I received a request to build a table that looks something like:
create table META_TABLE (
TABLE_ITEM int constraint META_TABLE_PK primary key not null,
ITEM_TYPE char(30) not null, -- service, retail, maintenance
CREATE_DATE date not null,
PARTY1_ID int not null,
PARTY2_ID int not null,
DESCRIPTION char(200) not null,
STATUS char(30) not null,
SVC_TYPE char(30) null,
SVC_HOURS number null,
MILEAGE number null,
PRODUCT_ID int null,
QUANTITY int null,
TOTAL_SALE number(10,4) null,
EQUIP_ID int null,
MAINT_TYPE char(30) null
);
Note the column lists are for illustration; we're in healthcare and I didn't want to use esoteric terms like ICD10, SNOMED, HCPCS, etc. The application if primarily OLTP, not OLAP/BI. Several columns are used only for specific values of "ITEM_TYPE." A set of inserts would look like:
insert into META_TABLE
select 1, 'SERVICE', sysdate, 11, 6001, 'Service example 1', 'SCHEDULED', 'HVAC', 3.5, 16, null, null, null, null, null from dual
union
select 2, 'SERVICE', sysdate, 37, 1203, 'Service example 2', 'COMPLETE', 'Pool', 2, 9, null, null, null, null, null from dual
union
select 3, 'RETAIL', sysdate, 16, 9600, 'Retail example 1', 'COMPLETE', null, null, null, 654321, 3, 87.52, null, null from dual
union
select 4, 'RETAIL', sysdate, 203, 1107, 'Retail example 2', 'COMPLETE', null, null, null, 2468, 11, 23.45, null, null from dual
union
select 5, 'MAINTENANCE', sysdate, 102, 0, 'Maintenance example 1', 'SCHEDULED', null, null, null, null, null, null, 16, 'PM' from dual
union
select 6, 'MAINTENANCE', sysdate, 102, 0, 'Maintenance2', 'IN PROGESS', null, null, null, null, null, null, 17, 'CLEANING' from dual ;
I would prefer to build four tables that are like:
create table ITEM_TABLE (
TABLE_ITEM int constraint ITEM_TABLE_PK primary key not null,
ITEM_TYPE char(30) not null,
CREATE_DATE date not null,
PARTY1_ID int not null,
PARTY2_ID int not null,
DESCRIPTION char(200) not null,
STATUS char(30) not null
);
create table ITEM_SERVICE_TABLE (
SERVICE_TABLE_ITEM int constraint ITEM_SERVICE_TABLE_PK primary key not null,
TABLE_ITEM int not null,
SVC_TYPE char(30) not null,
SVC_HOURS number not null,
MILEAGE number not null,
constraint TABLE_ITEM_FK1 foreign key (TABLE_ITEM) references ITEM_TABLE (TABLE_ITEM)
);
create table ITEM_RETAIL_TABLE (
RETAIL_TABLE_ITEM int constraint ITEM_RETAIL_TABLE_PK primary key not null,
TABLE_ITEM int not null,
PRODUCT_ID int not null,
QUANTITY int not null,
TOTAL_SALE number(10,4) not null,
constraint TABLE_ITEM_FK2 foreign key (TABLE_ITEM) references ITEM_TABLE (TABLE_ITEM)
);
create table ITEM_MAINTENANCE_TABLE (
MAINTENANCE_TABLE_ITEM int constraint ITEM_MAINTENANCE_TABLE_PK primary key not null,
TABLE_ITEM int not null,
EQUIP_ID int not null,
MAINT_TYPE char(30) not null,
constraint TABLE_ITEM_FK3 foreign key (TABLE_ITEM) references ITEM_TABLE (TABLE_ITEM)
);
I know the proposed model is not in 2NF (and therefore not in 3NF), and I can explain this in abstract/academic terms, but I'm not sure how to articulate in business language why this is sub-optimal. Can you give me a some ammunition, or do you know a good resource?
Thanx,
Don
Well, as meta_table allows nulls, arguably it isn't even in 1NF!
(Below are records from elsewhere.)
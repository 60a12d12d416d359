//! High-level pipeline interface
//!
//! This module provides the [`Pipeline`] which serves as the primary interface
//! for all orchestration operations. It owns the task registry, the
//! configuration store and the tool adapters, all built once at startup.
//!
//! ## Example
//!
//! ```rust,no_run
//! use pipewright_core::pipeline::{Pipeline, PipelineOptions};
//! use std::path::PathBuf;
//!
//! # async fn example() -> pipewright_core::types::PipelineResult<()> {
//! let pipeline = Pipeline::load(PipelineOptions {
//!     workspace_root: PathBuf::from("."),
//!     config_path: None,
//! })?;
//!
//! // Show what a task would run
//! let plan = pipeline.plan("test")?;
//!
//! // Run it
//! pipeline.run("default").await?;
//! # Ok(())
//! # }
//! ```

use std::path::{Path, PathBuf};

use tracing::{debug, info};

use crate::actions::ToolAction;
use crate::adapters::Toolbox;
use crate::configs::pipeline::{parse_pipeline_config, PipelineConfig, TaskConfig, DEFAULT_PIPELINE};
use crate::configs::store::ConfigStore;
use crate::configs::tools::{ServerOptions, ToolConfig, ToolKind};
use crate::execution::{ExecutionPlan, TaskRunner};
use crate::registry::{Primitive, TaskDefinition, TaskKind, TaskRegistry};
use crate::results::{RunSummary, TaskInfo};
use crate::types::{PipelineError, PipelineResult};

/// File looked up in the workspace root when no config path is given
pub const PIPELINE_FILE_NAME: &str = "pipewright.yml";

/// Configuration for loading a pipeline
#[derive(Debug, Clone)]
pub struct PipelineOptions {
    pub workspace_root: PathBuf,
    /// Explicit pipeline file; defaults to `pipewright.yml`, then the built-in pipeline
    pub config_path: Option<PathBuf>,
}

/// Where the pipeline definition came from
#[derive(Debug, Clone, PartialEq, Eq)]
pub enum PipelineSource {
    File(PathBuf),
    BuiltIn,
}

pub struct Pipeline {
    pub name: Option<String>,
    pub source: PipelineSource,
    root: PathBuf,
    registry: TaskRegistry,
    config: ConfigStore,
    toolbox: Toolbox,
}

impl Pipeline {
    /// Load the pipeline file for a workspace and wire up process-backed tools
    pub fn load(options: PipelineOptions) -> PipelineResult<Self> {
        let (content, source) = Self::read_pipeline_file(&options)?;
        let config = parse_pipeline_config(&content).map_err(|e| {
            PipelineError::Config(format!("Failed to parse pipeline {}: {}", describe(&source), e))
        })?;

        let toolbox = Toolbox::process(&options.workspace_root, &config.tools_dir());
        let mut pipeline = Self::from_config(options.workspace_root, config, toolbox)?;
        pipeline.source = source;
        Ok(pipeline)
    }

    /// Build a pipeline from an already parsed definition
    pub fn from_config(root: PathBuf, config: PipelineConfig, toolbox: Toolbox) -> PipelineResult<Self> {
        let store: ConfigStore = config.config.into_iter().collect();
        let registry = build_registry(&config.tasks, &store)?;
        validate_registry(&registry, &store)?;
        info!(
            tasks = registry.len(),
            entries = store.len(),
            "pipeline loaded"
        );

        Ok(Self {
            name: config.name,
            source: PipelineSource::BuiltIn,
            root,
            registry,
            config: store,
            toolbox,
        })
    }

    /// Assemble a pipeline from parts constructed in code
    pub fn new(
        root: PathBuf,
        registry: TaskRegistry,
        config: ConfigStore,
        toolbox: Toolbox,
    ) -> PipelineResult<Self> {
        validate_registry(&registry, &config)?;
        Ok(Self {
            name: None,
            source: PipelineSource::BuiltIn,
            root,
            registry,
            config,
            toolbox,
        })
    }

    pub fn root(&self) -> &Path {
        &self.root
    }

    pub fn registry(&self) -> &TaskRegistry {
        &self.registry
    }

    /// Flattened steps of a task, without running anything
    pub fn plan(&self, task: &str) -> PipelineResult<ExecutionPlan> {
        self.runner().plan(task)
    }

    /// Run a task to completion or first failure
    pub async fn run(&self, task: &str) -> PipelineResult<RunSummary> {
        self.runner().run(task).await
    }

    /// Registered tasks in name order
    pub fn tasks(&self) -> Vec<TaskInfo> {
        self.registry.iter().map(TaskInfo::from).collect()
    }

    fn runner(&self) -> TaskRunner<'_> {
        TaskRunner::new(&self.registry, &self.config, &self.toolbox, &self.root)
    }

    fn read_pipeline_file(options: &PipelineOptions) -> PipelineResult<(String, PipelineSource)> {
        let path = match &options.config_path {
            Some(path) => Some(path.clone()),
            None => {
                let candidate = options.workspace_root.join(PIPELINE_FILE_NAME);
                candidate.is_file().then_some(candidate)
            }
        };

        match path {
            Some(path) => {
                debug!(path = %path.display(), "reading pipeline file");
                let content =
                    std::fs::read_to_string(&path).map_err(|e| PipelineError::io(&path, e))?;
                Ok((content, PipelineSource::File(path)))
            }
            None => {
                debug!("no pipeline file, using the built-in pipeline");
                Ok((DEFAULT_PIPELINE.to_string(), PipelineSource::BuiltIn))
            }
        }
    }
}

fn describe(source: &PipelineSource) -> String {
    match source {
        PipelineSource::File(path) => path.display().to_string(),
        PipelineSource::BuiltIn => "(built-in)".to_string(),
    }
}

/// Options a tool kind falls back to when the pipeline file has no entry
fn builtin_default(kind: ToolKind) -> Option<ToolConfig> {
    match kind {
        ToolKind::Serve => Some(ToolConfig::Serve(ServerOptions::default())),
        _ => None,
    }
}

/// Whether options describe a tool run that does not end on its own
fn runs_forever(config: &ToolConfig) -> bool {
    match config {
        ToolConfig::Compile(options) => options.watch.is_some(),
        ToolConfig::Serve(options) => options.keepalive,
        _ => false,
    }
}

/// Turn task entries into a registry. Option kinds are checked by [`validate_registry`].
pub fn build_registry(tasks: &[TaskConfig], store: &ConfigStore) -> PipelineResult<TaskRegistry> {
    let mut registry = TaskRegistry::new();

    for task in tasks {
        let definition = match (&task.action, &task.steps) {
            (Some(kind), None) => {
                TaskDefinition::primitive(&task.name, build_primitive(task, *kind, store))
            }
            (None, Some(steps)) => TaskDefinition::composite(&task.name, steps.iter().cloned()),
            (Some(_), Some(_)) => {
                return Err(PipelineError::Config(format!(
                    "Task '{}' sets both 'action' and 'steps'",
                    task.name
                )))
            }
            (None, None) => {
                return Err(PipelineError::Config(format!(
                    "Task '{}' needs either 'action' or 'steps'",
                    task.name
                )))
            }
        };

        let definition = match &task.description {
            Some(description) => definition.describe(description),
            None => definition,
        };
        registry.register(definition);
    }

    Ok(registry)
}

/// Check that every tool-backed primitive's options match the tool it drives
pub fn validate_registry(registry: &TaskRegistry, store: &ConfigStore) -> PipelineResult<()> {
    for task in registry.iter() {
        let TaskKind::Primitive(primitive) = &task.kind else {
            continue;
        };
        let Some(kind) = primitive.action.tool_kind() else {
            continue;
        };

        let check = |config: &ToolConfig, origin: &str| {
            if config.kind() == kind {
                Ok(())
            } else {
                Err(PipelineError::Config(format!(
                    "Task '{}' runs '{}' but its {} is '{}' options",
                    task.name,
                    kind,
                    origin,
                    config.kind()
                )))
            }
        };

        if let Some(default) = &primitive.default_config {
            check(default, "default")?;
        }
        if let Some(key) = &primitive.config_key {
            if let Ok(entry) = store.get(key) {
                check(entry, &format!("configuration '{}'", key))?;
            }
        }
    }

    Ok(())
}

fn build_primitive(task: &TaskConfig, kind: ToolKind, store: &ConfigStore) -> Primitive {
    let key = task.config.clone().unwrap_or_else(|| task.name.clone());
    let default = task.default.clone().or_else(|| builtin_default(kind));

    let entry = store.get(&key).ok();
    let persistent = task
        .persistent
        .unwrap_or_else(|| entry.or(default.as_ref()).is_some_and(runs_forever));

    let primitive = Primitive::new(ToolAction(kind))
        .with_config(key)
        .persistent(persistent);
    match default {
        Some(default) => primitive.with_default(default),
        None => primitive,
    }
}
I'm not sure you do have a 2NF violation though. How do you know this table isn't in 2NF? What are the candidate keys? And which non-key columns depend on a subset of the columns of a candidate key?
In any case, the single table still has several drawbacks.
Ensuring the correct columns are setSo I'm guessing that ITEM_TYPE determines which other columns are not null. Which means you need complex check constraints validating the correct ones are set along the lines of:
case when item_type = 'SERVICE' then svc_type end is not null and
case when item_type = 'SERVICE' then svc_hours end is not null and
case when item_type = 'SERVICE' then coalesce(product_id, quantity, total_sale, etc) end is null
This is easy to get wrong. And a faff to update when you add new items or attributes. And a real headache if any of the attributes are optional for a given type.
Query resultsYou need to ensure that all your queries only select the appropriate type and its associated columns. This is easy to overlook.
With the child tables either you're selecting from just that table or joining back to the parent. In either case, it's less likely you'll accidentally fetch incorrect items.
Referential integrityWill any of the types have child tables that are specific to itself? e.g. will SERVICE items have rows that can only be their children, not RETAILS? If so you need to go to some effort to ensure the FKs prevent this. This involves having a unique constraint including the type and copying that column to the child. With the separate child tables you just make the FK as normal.
Though arguably you should do this on your item* tables to ensure they only store rows for the correct parent.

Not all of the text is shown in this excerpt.